Prostate Cancer (PC) is the most common malignancy in men, and a diagnosis can only be confirmed following a prostate biopsy (PB). 10-12 cores ultrasound-guided PB is currently the state of the art in the primary diagnosis of PC, presenting clear advantages in terms of detection rate of clinically significant PC, pathology concordance, and both positive and negative predictive value, when compared with the former classical sextant biopsy. Persistent clinical suspicion of PC despite previous negative PB is a challenging topic, with several serum and urinary markers, as well as imaging techniques, aiming to help in the optimal management of these patients.Currently, the most accepted and used methods in clinical practice to reduce the number of unnecessary PBs in this subset of patients are Prostate Cancer Antigen 3 (PCA3) and multiparametric MRI (mpMRI).

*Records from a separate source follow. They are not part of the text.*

//! ApiClient tests against an in-process backend.

use std::collections::HashMap;
use std::time::Duration;

use axum::extract::{Path, Query};
use axum::http::StatusCode;
use axum::routing::{get, post, put};
use axum::{Json, Router};
use serde_json::{Value, json};

use super::{ApiClient, ApiRequest};
use crate::error::AppError;
use crate::models::Employee;

async fn spawn_backend(router: Router) -> ApiClient {
    let listener = tokio::net::TcpListener::bind("127.0.0.1:0").await.unwrap();
    let addr = listener.local_addr().unwrap();
    tokio::spawn(async move {
        axum::serve(listener, router).await.unwrap();
    });
    ApiClient::new(&format!("http://{addr}"), Duration::from_secs(5)).unwrap()
}

fn backend() -> Router {
    Router::new()
        .route(
            "/api/employees",
            get(|| async {
                Json(json!([
                    {
                        "employeeId": 1,
                        "employeeName": "Ann",
                        "employeeEmail": "a@x.com",
                        "employeeJoinDate": "2023-01-05"
                    },
                    {
                        "employeeId": 2,
                        "employeeName": "Bo",
                        "employeeEmail": "b@x.com",
                        "employeeJoinDate": 1672876800000_i64
                    }
                ]))
            })
            .post(|Json(body): Json<Value>| async move { Json(json!({"received": body})) }),
        )
        .route(
            "/api/employees/{id}",
            get(|Path(id): Path<i64>| async move {
                if id == 404 {
                    Err(StatusCode::NOT_FOUND)
                } else {
                    Ok(Json(json!({"employeeId": id, "employeeName": "Ann"})))
                }
            })
            .delete(|| async { StatusCode::OK }),
        )
        .route(
            "/api/leaves/update/{id}",
            put(|Path(id): Path<i64>, Query(params): Query<HashMap<String, String>>| async move {
                Json(json!({"leaveId": id, "status": params.get("status")}))
            }),
        )
        .route(
            "/api/payroll/generate/{id}",
            post(|| async { (StatusCode::INTERNAL_SERVER_ERROR, "boom") }),
        )
        .route("/api/leaves", get(|| async { "not json" }))
}

#[tokio::test]
async fn test_get_collection() {
    let client = spawn_backend(backend()).await;
    let body = client.send(&ApiRequest::get("/api/employees")).await.unwrap();
    assert_eq!(body.as_array().map(Vec::len), Some(2));
}

#[tokio::test]
async fn test_send_as_typed() {
    let client = spawn_backend(backend()).await;
    let employees: Vec<Employee> =
        client.send_as(&ApiRequest::get("/api/employees")).await.unwrap();
    assert_eq!(employees.len(), 2);
    assert_eq!(employees[0].employee_name.as_deref(), Some("Ann"));
    let joined = employees[1].employee_join_date.as_ref().map(|d| d.input_value());
    assert_eq!(joined.as_deref(), Some("2023-01-05"));
}

#[tokio::test]
async fn test_post_sends_json_body() {
    let client = spawn_backend(backend()).await;
    let request = ApiRequest::post("/api/employees").json(json!({"employeeName": "Bo"}));
    let body = client.send(&request).await.unwrap();
    assert_eq!(body, json!({"received": {"employeeName": "Bo"}}));
}

#[tokio::test]
async fn test_query_parameters_sent() {
    let client = spawn_backend(backend()).await;
    let request = ApiRequest::put("/api/leaves/update/3").query("status", "APPROVED");
    let body = client.send(&request).await.unwrap();
    assert_eq!(body, json!({"leaveId": 3, "status": "APPROVED"}));
}

#[tokio::test]
async fn test_empty_body_is_null() {
    let client = spawn_backend(backend()).await;
    let body = client.send(&ApiRequest::delete("/api/employees/1")).await.unwrap();
    assert_eq!(body, Value::Null);
}

#[tokio::test]
async fn test_not_found_is_status_error() {
    let client = spawn_backend(backend()).await;
    let err = client.send(&ApiRequest::get("/api/employees/404")).await.unwrap_err();
    match err {
        AppError::Status { status, .. } => assert_eq!(status, reqwest::StatusCode::NOT_FOUND),
        other => panic!("expected status error, got {other:?}"),
    }
}

#[tokio::test]
async fn test_server_error_keeps_body() {
    let client = spawn_backend(backend()).await;
    let err = client
        .send(&ApiRequest::post("/api/payroll/generate/9"))
        .await
        .unwrap_err();
    assert_eq!(err.to_string(), "HTTP 500 Internal Server Error: boom");
}

#[tokio::test]
async fn test_non_json_body_is_decode_error() {
    let client = spawn_backend(backend()).await;
    let err = client.send(&ApiRequest::get("/api/leaves")).await.unwrap_err();
    assert!(matches!(err, AppError::Decode(_)));
}

#[tokio::test]
async fn test_unreachable_backend_is_transport_error() {
    let listener = tokio::net::TcpListener::bind("127.0.0.1:0").await.unwrap();
    let addr = listener.local_addr().unwrap();
    drop(listener);

    let client = ApiClient::new(&format!("http://{addr}"), Duration::from_secs(2)).unwrap();
    let err = client.test_connection().await.unwrap_err();
    assert!(err.is_transport());
}

#[test]
fn test_rejects_malformed_base_url() {
    for url in ["localhost:8080", "ftp://example.com", ""] {
        let err = ApiClient::new(url, Duration::from_secs(5)).err().unwrap();
        assert!(matches!(err, AppError::Config(_)), "{url}: {err}");
    }
}

/// Answer one request with a head promising more body bytes than are sent.
async fn spawn_truncating_backend(status_line: &'static str) -> ApiClient {
    use tokio::io::{AsyncReadExt, AsyncWriteExt};

    let listener = tokio::net::TcpListener::bind("127.0.0.1:0").await.unwrap();
    let addr = listener.local_addr().unwrap();
    tokio::spawn(async move {
        let (mut socket, _) = listener.accept().await.unwrap();
        let mut buf = [0u8; 4096];
        let _ = socket.read(&mut buf).await;
        let head = format!(
            "HTTP/1.1 {status_line}\r\n\
             content-type: application/json\r\n\
             content-length: 100\r\n\r\n[1,"
        );
        socket.write_all(head.as_bytes()).await.unwrap();
        socket.flush().await.unwrap();
    });
    ApiClient::new(&format!("http://{addr}"), Duration::from_secs(5)).unwrap()
}

#[tokio::test]
async fn test_truncated_body_is_not_transport_error() {
    let client = spawn_truncating_backend("200 OK").await;
    let err = client.send(&ApiRequest::get("/api/employees")).await.unwrap_err();
    assert!(matches!(err, AppError::Decode(_)), "{err:?}");
    assert!(!err.is_transport());
}

#[tokio::test]
async fn test_truncated_error_body_keeps_status() {
    let client = spawn_truncating_backend("500 Internal Server Error").await;
    let err = client.send(&ApiRequest::delete("/api/employees/1")).await.unwrap_err();
    assert!(!err.is_transport());
    match err {
        AppError::Status { status, .. } => {
            assert_eq!(status, reqwest::StatusCode::INTERNAL_SERVER_ERROR)
        }
        other => panic!("expected status error, got {other:?}"),
    }
}
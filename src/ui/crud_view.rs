//! Table, form window and delete confirmation for any entity panel.

use eframe::egui::{self, Align, Layout, ScrollArea, Ui};
use egui_phosphor::regular::{ARROWS_CLOCKWISE, FILE_XLS, FLOPPY_DISK, PENCIL, PLUS, TRASH};

use super::ViewOutcome;
use super::components::{
    action_button, back_button, danger_action_button, date_input, option_combo_text, panel_header,
    primary_button_with_icon, record_grid, styled_button, styled_button_with_icon,
};
use crate::notify::Notifier;
use crate::panel::{CrudIntent, CrudPanel, Entity, FieldKind, OptionLists};

/// Show an entity screen.
pub fn show<E: Entity>(
    ui: &mut Ui,
    panel: &mut CrudPanel<E>,
    options: &OptionLists,
    notifier: &mut Notifier,
) -> ViewOutcome<CrudIntent> {
    let mut outcome = ViewOutcome::default();
    let spec = panel.spec();

    if back_button(ui) {
        outcome.back = true;
    }

    panel_header(ui, &format!("Manage {}", spec.plural));

    ui.horizontal(|ui| {
        if primary_button_with_icon(ui, PLUS, &format!("Add {}", spec.singular)).clicked() {
            panel.hide_form();
            panel.show_form();
            outcome.reload_options = true;
        }

        ui.add_space(10.0);

        if styled_button_with_icon(ui, ARROWS_CLOCKWISE, "Refresh").clicked() {
            outcome.push(Some(panel.load()));
        }

        ui.add_space(10.0);

        if styled_button_with_icon(ui, FILE_XLS, "Export to Excel").clicked() {
            outcome.export = true;
        }
    });

    ui.add_space(10.0);
    ui.label(format!("{} {}", panel.rows().len(), spec.plural.to_lowercase()));
    ui.add_space(10.0);

    let mut edit = None;
    let mut delete = None;
    record_grid(
        ui,
        spec.collection,
        panel.table(),
        &format!("No {} yet", spec.plural.to_lowercase()),
        Some(&mut |ui: &mut Ui, row: &E| {
            ui.add_space(8.0);
            if action_button(ui, PENCIL, "Edit").clicked() {
                edit = Some(row.id());
            }
            ui.add_space(4.0);
            if danger_action_button(ui, TRASH, "Delete").clicked() {
                delete = Some(row.id());
            }
        }),
    );

    if let Some(id) = edit {
        outcome.push(Some(panel.edit(id)));
        outcome.reload_options = true;
    }
    if let Some(id) = delete {
        outcome.push(panel.delete(id));
    }

    if panel.is_form_open() {
        show_form_window(ui.ctx(), panel, options, notifier, &mut outcome);
    }

    if panel.pending_delete().is_some() {
        show_delete_confirm(ui.ctx(), panel, &mut outcome);
    }

    outcome
}

fn show_form_window<E: Entity>(
    ctx: &egui::Context,
    panel: &mut CrudPanel<E>,
    options: &OptionLists,
    notifier: &mut Notifier,
    outcome: &mut ViewOutcome<CrudIntent>,
) {
    let spec = panel.spec();
    let title = if panel.form().is_editing() {
        format!("Edit {}", spec.singular)
    } else {
        format!("Add {}", spec.singular)
    };

    egui::Window::new(title)
        .id(egui::Id::new(("crud_form", spec.collection)))
        .collapsible(false)
        .resizable(false)
        .default_width(450.0)
        .anchor(egui::Align2::CENTER_CENTER, [0.0, 0.0])
        .show(ctx, |ui| {
            ui.add_space(10.0);

            ScrollArea::vertical().max_height(400.0).show(ui, |ui| {
                egui::Grid::new(("crud_form_grid", spec.collection))
                    .num_columns(2)
                    .spacing([20.0, 10.0])
                    .show(ui, |ui| {
                        for (field, value) in panel.form_mut().entries_mut() {
                            if field.required {
                                ui.label(format!("{}: *", field.label));
                            } else {
                                ui.label(format!("{}:", field.label));
                            }

                            match field.kind {
                                FieldKind::Text | FieldKind::Number => {
                                    ui.add(egui::TextEdit::singleline(value).desired_width(250.0));
                                }
                                FieldKind::LongText => {
                                    ui.add(
                                        egui::TextEdit::multiline(value)
                                            .desired_width(250.0)
                                            .desired_rows(3),
                                    );
                                }
                                FieldKind::Date => date_input(ui, field.name, value),
                                FieldKind::Reference(source) => {
                                    option_combo_text(ui, field.name, options.get(source), value);
                                }
                            }
                            ui.end_row();
                        }
                    });
            });

            ui.add_space(15.0);
            ui.separator();
            ui.add_space(10.0);

            ui.horizontal(|ui| {
                if styled_button(ui, "Cancel").clicked() {
                    panel.hide_form();
                }

                ui.with_layout(Layout::right_to_left(Align::Center), |ui| {
                    if primary_button_with_icon(ui, FLOPPY_DISK, "Save").clicked() {
                        outcome.push(panel.submit(notifier));
                    }
                });
            });
        });
}

fn show_delete_confirm<E: Entity>(
    ctx: &egui::Context,
    panel: &mut CrudPanel<E>,
    outcome: &mut ViewOutcome<CrudIntent>,
) {
    let Some(pending) = panel.pending_delete().cloned() else {
        return;
    };
    let singular = panel.spec().singular;
    let mut answer = None;

    egui::Window::new(format!("Delete {singular}"))
        .collapsible(false)
        .resizable(false)
        .anchor(egui::Align2::CENTER_CENTER, [0.0, 0.0])
        .show(ctx, |ui| {
            ui.label(format!(
                "Are you sure you want to delete this {}?",
                singular.to_lowercase()
            ));
            ui.label(egui::RichText::new(&pending.label).strong());
            ui.add_space(10.0);
            ui.horizontal(|ui| {
                if ui.button("Cancel").clicked() {
                    answer = Some(false);
                }
                if ui.button("Delete").clicked() {
                    answer = Some(true);
                }
            });
        });

    if let Some(confirmed) = answer {
        outcome.push(panel.confirm_delete(confirmed));
    }
}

These methods have shown to improve the diagnostic accuracy of prostatic rebiopsy, but there still aren't clear guidelines defining the optimal strategy in this setting. New biomarkers have been proposed in recent years with the aim of increasing specificity and distinguishing aggressive from non-aggressive PC, highlighting the emerging role of the Prostate Health Index (PHI) and the Four Kallikrein (4k) score. The aim of this review is to demonstrate the evolution to the actual standard 10-12 core ultrasound-guided PB, the indications and controversies concerning repeated PB and to explore the data regarding the potential role of the leading methods affecting the decision to rebiopse - PCA3 and mpMRI -, as well as new PC biomarkers used in the clinical practice (PHI and 4K score).